TASK DIRECTIONS.
Show every line of the data that includes the word "EventListener".

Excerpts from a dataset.
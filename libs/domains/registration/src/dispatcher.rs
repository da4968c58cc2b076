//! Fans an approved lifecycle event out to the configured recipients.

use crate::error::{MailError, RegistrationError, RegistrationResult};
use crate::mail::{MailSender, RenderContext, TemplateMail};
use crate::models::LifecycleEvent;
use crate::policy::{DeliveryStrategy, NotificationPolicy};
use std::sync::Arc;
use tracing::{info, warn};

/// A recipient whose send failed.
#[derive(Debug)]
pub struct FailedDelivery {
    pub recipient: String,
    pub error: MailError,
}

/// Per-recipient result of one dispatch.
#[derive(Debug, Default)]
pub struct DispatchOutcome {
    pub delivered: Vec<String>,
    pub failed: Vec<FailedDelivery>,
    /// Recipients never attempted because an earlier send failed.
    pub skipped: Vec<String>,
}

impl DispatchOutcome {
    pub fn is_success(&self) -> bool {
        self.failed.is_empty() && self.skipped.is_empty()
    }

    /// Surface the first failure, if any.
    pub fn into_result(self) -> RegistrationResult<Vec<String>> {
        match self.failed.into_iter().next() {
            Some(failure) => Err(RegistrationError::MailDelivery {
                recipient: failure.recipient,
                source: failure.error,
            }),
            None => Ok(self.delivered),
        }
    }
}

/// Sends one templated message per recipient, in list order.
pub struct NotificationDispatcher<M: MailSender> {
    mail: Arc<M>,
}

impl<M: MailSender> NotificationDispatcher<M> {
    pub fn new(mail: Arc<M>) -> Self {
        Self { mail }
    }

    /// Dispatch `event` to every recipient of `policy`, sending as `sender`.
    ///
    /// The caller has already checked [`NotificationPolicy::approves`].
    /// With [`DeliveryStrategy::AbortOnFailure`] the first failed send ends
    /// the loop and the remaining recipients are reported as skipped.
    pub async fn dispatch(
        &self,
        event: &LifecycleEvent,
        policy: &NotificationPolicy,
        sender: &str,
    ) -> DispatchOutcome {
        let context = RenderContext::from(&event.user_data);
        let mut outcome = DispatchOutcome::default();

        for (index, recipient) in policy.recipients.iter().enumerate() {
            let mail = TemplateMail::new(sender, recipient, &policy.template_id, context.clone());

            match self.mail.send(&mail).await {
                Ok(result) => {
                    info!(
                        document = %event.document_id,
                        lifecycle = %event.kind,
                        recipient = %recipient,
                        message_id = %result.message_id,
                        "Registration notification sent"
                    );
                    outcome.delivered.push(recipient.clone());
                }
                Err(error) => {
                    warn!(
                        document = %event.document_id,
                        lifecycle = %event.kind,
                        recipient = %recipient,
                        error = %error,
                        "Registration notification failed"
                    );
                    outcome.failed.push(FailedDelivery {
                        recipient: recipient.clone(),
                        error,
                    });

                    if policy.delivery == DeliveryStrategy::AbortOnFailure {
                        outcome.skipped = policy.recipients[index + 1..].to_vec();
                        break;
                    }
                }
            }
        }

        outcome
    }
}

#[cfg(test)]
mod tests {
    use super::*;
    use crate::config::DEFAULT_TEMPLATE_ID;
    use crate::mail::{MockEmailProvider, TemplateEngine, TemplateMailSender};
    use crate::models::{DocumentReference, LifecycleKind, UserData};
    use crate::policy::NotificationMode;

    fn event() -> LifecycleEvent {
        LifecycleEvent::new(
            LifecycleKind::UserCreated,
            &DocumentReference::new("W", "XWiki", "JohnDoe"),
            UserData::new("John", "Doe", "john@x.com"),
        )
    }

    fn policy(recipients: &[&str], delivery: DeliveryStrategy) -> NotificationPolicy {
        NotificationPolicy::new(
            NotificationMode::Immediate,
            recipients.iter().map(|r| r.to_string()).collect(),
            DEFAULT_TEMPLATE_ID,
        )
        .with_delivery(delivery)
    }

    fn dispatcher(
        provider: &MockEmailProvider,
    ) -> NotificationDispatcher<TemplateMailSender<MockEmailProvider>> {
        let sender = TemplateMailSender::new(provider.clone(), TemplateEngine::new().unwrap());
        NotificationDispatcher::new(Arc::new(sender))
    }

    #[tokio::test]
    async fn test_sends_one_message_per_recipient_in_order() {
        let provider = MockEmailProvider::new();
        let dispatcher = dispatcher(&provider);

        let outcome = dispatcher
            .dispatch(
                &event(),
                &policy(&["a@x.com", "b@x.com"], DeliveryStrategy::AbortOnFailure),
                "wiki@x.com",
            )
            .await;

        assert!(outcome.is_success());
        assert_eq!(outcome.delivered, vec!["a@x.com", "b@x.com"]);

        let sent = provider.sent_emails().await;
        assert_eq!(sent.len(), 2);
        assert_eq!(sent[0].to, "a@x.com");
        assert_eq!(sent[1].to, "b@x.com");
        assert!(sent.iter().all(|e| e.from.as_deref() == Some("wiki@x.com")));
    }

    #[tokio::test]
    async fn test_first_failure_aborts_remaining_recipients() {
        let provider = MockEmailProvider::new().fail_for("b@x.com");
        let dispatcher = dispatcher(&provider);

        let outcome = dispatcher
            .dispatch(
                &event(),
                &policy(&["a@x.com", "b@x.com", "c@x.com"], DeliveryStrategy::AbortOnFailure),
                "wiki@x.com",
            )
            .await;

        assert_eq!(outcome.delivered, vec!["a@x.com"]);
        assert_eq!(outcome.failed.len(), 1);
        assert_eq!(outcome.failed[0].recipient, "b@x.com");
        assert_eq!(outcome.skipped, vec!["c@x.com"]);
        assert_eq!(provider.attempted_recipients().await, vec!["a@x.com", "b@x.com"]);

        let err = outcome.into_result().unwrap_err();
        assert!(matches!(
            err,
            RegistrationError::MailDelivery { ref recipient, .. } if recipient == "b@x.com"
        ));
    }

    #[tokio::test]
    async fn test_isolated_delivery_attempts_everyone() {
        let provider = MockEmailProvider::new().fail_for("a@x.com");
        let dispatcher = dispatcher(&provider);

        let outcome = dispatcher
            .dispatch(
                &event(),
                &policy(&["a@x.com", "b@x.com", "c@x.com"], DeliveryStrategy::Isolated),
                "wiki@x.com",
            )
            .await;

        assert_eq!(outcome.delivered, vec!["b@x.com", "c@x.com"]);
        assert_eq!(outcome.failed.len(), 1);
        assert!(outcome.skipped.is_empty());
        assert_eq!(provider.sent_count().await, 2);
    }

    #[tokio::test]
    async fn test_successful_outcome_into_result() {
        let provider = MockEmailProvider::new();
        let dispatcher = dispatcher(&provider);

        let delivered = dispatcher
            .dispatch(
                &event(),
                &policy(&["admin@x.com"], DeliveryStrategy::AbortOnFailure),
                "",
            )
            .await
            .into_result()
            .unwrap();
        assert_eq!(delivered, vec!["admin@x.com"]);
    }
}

---

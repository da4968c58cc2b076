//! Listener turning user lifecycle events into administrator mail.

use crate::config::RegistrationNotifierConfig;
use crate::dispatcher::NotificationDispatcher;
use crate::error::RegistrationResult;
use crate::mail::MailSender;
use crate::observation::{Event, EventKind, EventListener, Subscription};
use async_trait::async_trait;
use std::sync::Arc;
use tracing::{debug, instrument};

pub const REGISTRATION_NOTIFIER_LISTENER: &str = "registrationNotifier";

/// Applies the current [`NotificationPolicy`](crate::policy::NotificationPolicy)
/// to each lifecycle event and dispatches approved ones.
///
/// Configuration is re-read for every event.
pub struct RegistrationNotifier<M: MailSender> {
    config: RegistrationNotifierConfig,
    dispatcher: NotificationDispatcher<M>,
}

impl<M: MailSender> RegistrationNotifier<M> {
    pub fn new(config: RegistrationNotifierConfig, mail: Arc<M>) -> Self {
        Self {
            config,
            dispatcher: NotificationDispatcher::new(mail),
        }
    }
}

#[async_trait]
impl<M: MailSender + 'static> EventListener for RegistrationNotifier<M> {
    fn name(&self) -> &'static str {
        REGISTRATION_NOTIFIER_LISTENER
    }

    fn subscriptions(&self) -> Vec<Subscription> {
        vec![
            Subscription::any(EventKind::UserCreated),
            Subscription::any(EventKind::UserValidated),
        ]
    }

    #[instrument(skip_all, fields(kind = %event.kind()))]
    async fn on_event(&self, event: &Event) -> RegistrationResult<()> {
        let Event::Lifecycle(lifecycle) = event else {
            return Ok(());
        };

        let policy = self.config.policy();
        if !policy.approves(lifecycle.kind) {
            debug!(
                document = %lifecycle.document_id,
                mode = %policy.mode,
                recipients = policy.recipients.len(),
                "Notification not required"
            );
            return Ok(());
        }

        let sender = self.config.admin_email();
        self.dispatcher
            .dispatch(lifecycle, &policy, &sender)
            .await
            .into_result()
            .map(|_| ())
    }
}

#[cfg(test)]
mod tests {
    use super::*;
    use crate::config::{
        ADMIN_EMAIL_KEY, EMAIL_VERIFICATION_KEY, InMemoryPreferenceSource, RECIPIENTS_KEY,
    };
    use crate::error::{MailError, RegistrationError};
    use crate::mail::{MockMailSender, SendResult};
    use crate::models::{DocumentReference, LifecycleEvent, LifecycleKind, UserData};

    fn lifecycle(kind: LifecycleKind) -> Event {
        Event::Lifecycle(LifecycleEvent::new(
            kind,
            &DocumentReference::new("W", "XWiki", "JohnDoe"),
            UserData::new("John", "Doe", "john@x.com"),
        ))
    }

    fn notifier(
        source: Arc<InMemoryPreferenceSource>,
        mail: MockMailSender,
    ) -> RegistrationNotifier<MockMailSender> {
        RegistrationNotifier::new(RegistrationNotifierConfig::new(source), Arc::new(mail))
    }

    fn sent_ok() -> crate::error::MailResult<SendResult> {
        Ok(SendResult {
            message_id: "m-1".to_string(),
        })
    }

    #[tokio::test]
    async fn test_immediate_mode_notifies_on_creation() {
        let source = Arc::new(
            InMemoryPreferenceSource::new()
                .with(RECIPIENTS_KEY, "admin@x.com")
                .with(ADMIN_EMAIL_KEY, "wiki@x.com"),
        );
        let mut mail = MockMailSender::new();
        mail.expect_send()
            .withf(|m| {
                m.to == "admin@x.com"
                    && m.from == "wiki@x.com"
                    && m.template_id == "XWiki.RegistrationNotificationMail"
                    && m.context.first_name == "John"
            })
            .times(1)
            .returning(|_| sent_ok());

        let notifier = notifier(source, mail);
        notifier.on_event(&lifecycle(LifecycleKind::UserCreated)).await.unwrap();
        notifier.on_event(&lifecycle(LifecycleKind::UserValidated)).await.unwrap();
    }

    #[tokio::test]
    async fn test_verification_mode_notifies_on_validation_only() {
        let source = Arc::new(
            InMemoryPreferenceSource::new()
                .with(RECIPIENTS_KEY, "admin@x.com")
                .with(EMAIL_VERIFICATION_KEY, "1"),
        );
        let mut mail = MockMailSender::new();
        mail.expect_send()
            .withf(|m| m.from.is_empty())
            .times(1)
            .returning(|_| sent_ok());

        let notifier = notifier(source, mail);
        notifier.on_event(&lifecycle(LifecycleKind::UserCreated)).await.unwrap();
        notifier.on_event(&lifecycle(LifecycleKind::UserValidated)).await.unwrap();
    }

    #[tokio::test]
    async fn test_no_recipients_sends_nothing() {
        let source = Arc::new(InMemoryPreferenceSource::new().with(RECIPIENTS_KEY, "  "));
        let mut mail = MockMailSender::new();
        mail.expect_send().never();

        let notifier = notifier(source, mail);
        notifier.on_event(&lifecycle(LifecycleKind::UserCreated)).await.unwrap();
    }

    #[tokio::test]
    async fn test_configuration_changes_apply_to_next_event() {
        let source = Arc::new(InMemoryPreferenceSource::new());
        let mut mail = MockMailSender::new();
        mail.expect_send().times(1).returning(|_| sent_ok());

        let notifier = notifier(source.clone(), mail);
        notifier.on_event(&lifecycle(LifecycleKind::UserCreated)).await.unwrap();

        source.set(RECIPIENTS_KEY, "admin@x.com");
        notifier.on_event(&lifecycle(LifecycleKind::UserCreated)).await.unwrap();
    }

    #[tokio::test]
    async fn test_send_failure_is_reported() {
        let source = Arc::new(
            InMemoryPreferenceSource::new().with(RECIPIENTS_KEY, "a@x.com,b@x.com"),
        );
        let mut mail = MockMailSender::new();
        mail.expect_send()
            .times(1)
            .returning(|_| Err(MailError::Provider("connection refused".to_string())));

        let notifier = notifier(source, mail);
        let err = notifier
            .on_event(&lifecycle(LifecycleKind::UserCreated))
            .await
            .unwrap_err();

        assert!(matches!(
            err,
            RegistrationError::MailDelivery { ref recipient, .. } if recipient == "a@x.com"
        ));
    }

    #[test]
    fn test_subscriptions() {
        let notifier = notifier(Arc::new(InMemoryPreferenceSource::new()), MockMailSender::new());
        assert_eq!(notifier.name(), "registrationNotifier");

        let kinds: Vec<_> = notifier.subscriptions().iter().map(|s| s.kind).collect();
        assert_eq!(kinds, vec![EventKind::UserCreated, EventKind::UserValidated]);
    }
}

SOLVED PROBLEM.
use crate::observation::{Event, EventKind, EventListener, Subscription};
impl<M: MailSender + 'static> EventListener for RegistrationNotifier<M> {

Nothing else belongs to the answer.